## Collected data:
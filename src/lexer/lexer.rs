/*
 * ==========================================================================
 * PYCRAFT - Slash Commands, Real Expressions
 * ==========================================================================
 *
 * Author:   Sam Wilcox
 *
 * License:
 * This file is part of the PYCRAFT scripting language project.
 *
 * PYCRAFT is dual-licensed under the terms of:
 *   - The MIT license
 *   - The Apache License, Version 2.0
 *
 * You may choose either license to govern your use of this software.
 *
 * Unless required by applicable law or agreed to in writing, software
 * distributed under these licenses is distributed on an "AS IS" BASIS,
 * WITHOUT WARRANTIES OR CONDITIONS OF ANY KIND, either express or implied.
 *
 * ==========================================================================
 */

use tracing::{debug, warn};

use crate::config::DEFAULT_MAX_IDENTIFIER_LENGTH;
use crate::error::LexError;
use crate::lexer::keywords::{command_keyword, execute_subcommand, word_keyword};
use crate::lexer::token::{Keyword, Literal, Token, TokenKind};

pub struct Lexer {
    chars: Vec<char>,
    current: usize,
    line: usize,
    max_identifier_length: usize,
    pub tokens: Vec<Token>,
    pub errors: Vec<LexError>,
}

## WHAT YOU NEED TO DO:
Could you reproduce every entry above exactly as written?

## SOLUTION FOR THIS EXERCISE:
filename src/lexer/lexer.rs
/*
 * ==========================================================================
 * PYCRAFT - Slash Commands, Real Expressions
 * ==========================================================================
 *
 * Author:   Sam Wilcox
 *
 * License:
 * This file is part of the PYCRAFT scripting language project.
 *
 * PYCRAFT is dual-licensed under the terms of:
 *   - The MIT license
 *   - The Apache License, Version 2.0
 *
 * You may choose either license to govern your use of this software.
 *
 * Unless required by applicable law or agreed to in writing, software
 * distributed under these licenses is distributed on an "AS IS" BASIS,
 * WITHOUT WARRANTIES OR CONDITIONS OF ANY KIND, either express or implied.
 *
 * ==========================================================================
 */

use tracing::{debug, warn};

use crate::config::DEFAULT_MAX_IDENTIFIER_LENGTH;
use crate::error::LexError;
use crate::lexer::keywords::{command_keyword, execute_subcommand, word_keyword};
use crate::lexer::token::{Keyword, Literal, Token, TokenKind};

pub struct Lexer {
    chars: Vec<char>,
    current: usize,
    line: usize,
    max_identifier_length: usize,
    pub tokens: Vec<Token>,
    pub errors: Vec<LexError>,
}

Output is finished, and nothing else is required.